### Available records
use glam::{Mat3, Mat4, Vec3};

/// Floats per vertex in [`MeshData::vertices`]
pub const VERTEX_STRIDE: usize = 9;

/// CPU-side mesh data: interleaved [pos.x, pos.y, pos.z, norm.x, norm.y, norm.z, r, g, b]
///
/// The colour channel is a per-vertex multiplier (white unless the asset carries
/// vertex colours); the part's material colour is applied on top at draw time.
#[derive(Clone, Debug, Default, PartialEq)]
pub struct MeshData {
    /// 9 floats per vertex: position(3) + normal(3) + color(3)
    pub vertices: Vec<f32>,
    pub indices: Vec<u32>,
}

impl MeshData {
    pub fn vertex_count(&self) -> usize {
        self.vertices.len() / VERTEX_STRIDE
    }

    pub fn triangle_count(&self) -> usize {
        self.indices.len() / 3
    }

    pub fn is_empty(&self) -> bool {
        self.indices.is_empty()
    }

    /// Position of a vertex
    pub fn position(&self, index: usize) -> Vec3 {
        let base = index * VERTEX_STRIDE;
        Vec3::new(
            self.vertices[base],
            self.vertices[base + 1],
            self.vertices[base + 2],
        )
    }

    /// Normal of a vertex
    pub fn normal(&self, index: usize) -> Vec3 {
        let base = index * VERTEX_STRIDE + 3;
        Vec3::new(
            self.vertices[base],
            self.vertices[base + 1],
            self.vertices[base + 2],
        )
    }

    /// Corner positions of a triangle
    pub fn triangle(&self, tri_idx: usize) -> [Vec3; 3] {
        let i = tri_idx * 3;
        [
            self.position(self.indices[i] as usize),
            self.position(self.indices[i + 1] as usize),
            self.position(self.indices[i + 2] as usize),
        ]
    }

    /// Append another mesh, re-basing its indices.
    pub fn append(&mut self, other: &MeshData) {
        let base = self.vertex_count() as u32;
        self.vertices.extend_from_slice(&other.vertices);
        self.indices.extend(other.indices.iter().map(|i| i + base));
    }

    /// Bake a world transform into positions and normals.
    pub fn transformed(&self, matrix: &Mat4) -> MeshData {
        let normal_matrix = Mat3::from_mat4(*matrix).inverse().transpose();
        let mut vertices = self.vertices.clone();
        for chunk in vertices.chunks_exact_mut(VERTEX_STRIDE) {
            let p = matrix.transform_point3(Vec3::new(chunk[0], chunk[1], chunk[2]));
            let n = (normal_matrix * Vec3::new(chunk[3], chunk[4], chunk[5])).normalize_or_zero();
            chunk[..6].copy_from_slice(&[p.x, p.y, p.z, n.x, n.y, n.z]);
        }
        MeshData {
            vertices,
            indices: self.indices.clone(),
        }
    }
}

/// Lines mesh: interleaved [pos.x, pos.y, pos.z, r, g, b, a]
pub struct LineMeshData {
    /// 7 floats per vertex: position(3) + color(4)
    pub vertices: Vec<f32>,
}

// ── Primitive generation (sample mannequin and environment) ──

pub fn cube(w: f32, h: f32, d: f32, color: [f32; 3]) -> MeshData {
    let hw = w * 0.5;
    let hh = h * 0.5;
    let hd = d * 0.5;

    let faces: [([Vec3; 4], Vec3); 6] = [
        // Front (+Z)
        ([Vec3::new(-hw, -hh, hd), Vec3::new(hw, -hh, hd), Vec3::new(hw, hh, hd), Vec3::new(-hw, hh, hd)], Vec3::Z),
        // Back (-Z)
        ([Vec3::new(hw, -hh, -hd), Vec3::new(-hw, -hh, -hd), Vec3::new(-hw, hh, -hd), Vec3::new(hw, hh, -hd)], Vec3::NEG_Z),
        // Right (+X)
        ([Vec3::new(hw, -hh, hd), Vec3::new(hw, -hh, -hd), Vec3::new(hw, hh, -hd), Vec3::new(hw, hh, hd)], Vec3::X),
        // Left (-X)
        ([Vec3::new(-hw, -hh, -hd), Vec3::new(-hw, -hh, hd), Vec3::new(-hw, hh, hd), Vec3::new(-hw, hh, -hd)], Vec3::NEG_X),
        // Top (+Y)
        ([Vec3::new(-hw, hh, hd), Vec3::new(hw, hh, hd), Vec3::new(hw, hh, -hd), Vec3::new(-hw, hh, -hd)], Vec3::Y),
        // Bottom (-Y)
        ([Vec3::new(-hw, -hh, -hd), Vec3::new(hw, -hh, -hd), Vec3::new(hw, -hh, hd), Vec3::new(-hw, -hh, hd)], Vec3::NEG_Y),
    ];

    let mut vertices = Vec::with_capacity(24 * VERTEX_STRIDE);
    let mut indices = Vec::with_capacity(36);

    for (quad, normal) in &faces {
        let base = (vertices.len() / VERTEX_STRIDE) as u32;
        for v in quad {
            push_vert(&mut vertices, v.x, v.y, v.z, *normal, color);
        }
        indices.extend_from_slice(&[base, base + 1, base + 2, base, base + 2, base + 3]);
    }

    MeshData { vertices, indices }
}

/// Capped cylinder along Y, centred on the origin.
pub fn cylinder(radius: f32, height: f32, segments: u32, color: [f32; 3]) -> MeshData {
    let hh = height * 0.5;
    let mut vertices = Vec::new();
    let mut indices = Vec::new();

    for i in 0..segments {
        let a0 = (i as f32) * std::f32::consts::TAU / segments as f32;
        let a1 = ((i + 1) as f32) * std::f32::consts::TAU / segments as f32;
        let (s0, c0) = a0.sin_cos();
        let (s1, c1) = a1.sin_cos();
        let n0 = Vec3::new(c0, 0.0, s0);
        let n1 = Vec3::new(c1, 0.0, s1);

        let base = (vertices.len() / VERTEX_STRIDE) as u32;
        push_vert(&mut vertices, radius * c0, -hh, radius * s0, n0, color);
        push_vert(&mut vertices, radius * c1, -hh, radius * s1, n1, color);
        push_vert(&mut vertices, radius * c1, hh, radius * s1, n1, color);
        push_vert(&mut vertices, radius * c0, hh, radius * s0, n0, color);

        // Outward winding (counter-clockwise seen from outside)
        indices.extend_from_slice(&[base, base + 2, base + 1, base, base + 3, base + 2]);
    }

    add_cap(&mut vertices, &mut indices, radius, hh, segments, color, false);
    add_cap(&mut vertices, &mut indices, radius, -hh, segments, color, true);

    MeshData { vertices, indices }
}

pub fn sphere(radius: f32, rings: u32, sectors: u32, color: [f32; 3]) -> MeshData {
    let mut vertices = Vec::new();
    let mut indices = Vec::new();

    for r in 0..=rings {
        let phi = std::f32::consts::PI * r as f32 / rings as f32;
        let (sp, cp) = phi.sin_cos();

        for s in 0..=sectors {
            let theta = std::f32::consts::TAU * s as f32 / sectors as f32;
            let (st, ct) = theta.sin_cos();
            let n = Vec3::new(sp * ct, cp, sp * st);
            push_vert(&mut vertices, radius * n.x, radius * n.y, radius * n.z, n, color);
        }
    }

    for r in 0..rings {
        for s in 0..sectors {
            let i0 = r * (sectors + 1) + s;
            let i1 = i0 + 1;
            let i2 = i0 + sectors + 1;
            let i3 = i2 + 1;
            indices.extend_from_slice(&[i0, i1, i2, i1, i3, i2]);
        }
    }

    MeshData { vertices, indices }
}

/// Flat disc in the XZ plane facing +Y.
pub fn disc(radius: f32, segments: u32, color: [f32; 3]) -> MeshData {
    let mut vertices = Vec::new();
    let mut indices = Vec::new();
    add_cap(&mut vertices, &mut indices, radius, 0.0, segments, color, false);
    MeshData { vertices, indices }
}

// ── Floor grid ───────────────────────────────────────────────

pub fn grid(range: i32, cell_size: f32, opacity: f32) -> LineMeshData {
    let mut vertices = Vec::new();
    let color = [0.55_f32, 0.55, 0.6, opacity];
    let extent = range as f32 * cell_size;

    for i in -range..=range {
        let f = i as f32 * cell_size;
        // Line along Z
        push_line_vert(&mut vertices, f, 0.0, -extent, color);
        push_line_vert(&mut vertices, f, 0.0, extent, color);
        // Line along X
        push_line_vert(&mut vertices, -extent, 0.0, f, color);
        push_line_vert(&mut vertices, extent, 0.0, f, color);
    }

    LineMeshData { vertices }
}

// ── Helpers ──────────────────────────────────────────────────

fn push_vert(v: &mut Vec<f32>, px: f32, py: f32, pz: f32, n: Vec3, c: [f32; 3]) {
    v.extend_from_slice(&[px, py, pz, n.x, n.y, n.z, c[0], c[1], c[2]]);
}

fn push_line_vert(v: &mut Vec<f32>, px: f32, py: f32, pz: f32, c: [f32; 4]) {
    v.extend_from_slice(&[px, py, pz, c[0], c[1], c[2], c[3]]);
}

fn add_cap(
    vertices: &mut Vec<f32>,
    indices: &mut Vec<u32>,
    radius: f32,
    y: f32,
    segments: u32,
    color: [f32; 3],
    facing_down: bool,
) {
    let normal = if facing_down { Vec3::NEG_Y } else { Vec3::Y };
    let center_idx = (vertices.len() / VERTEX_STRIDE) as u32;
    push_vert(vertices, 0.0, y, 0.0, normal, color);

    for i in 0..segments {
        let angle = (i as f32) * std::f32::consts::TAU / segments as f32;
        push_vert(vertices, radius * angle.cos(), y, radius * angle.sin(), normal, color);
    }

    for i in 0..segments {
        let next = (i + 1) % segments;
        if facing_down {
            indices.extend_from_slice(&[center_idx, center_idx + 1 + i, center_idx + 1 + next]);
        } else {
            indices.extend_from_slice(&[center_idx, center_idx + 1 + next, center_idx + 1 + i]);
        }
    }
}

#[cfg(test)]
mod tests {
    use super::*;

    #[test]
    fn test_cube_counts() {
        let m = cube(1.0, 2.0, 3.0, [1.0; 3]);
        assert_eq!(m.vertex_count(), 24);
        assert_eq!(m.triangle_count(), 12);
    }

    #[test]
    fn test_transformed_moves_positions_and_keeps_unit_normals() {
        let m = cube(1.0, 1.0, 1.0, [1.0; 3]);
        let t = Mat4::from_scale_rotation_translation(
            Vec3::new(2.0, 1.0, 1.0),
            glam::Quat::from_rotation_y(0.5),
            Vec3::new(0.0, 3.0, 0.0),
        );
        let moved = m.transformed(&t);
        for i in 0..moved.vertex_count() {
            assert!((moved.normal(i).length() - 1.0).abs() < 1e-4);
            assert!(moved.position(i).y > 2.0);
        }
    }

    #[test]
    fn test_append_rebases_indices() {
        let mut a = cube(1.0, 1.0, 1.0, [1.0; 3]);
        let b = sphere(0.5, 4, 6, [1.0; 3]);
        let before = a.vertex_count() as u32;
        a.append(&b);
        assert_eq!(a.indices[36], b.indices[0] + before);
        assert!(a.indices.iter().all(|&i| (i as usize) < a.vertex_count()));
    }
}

### Goal of the exercise
Restate the data verbatim through the "normal(3) + color(3)" line.

### Written answer
use glam::{Mat3, Mat4, Vec3};

/// Floats per vertex in [`MeshData::vertices`]
pub const VERTEX_STRIDE: usize = 9;

/// CPU-side mesh data: interleaved [pos.x, pos.y, pos.z, norm.x, norm.y, norm.z, r, g, b]
///
/// The colour channel is a per-vertex multiplier (white unless the asset carries
/// vertex colours); the part's material colour is applied on top at draw time.
#[derive(Clone, Debug, Default, PartialEq)]
pub struct MeshData {
    /// 9 floats per vertex: position(3) + normal(3) + color(3)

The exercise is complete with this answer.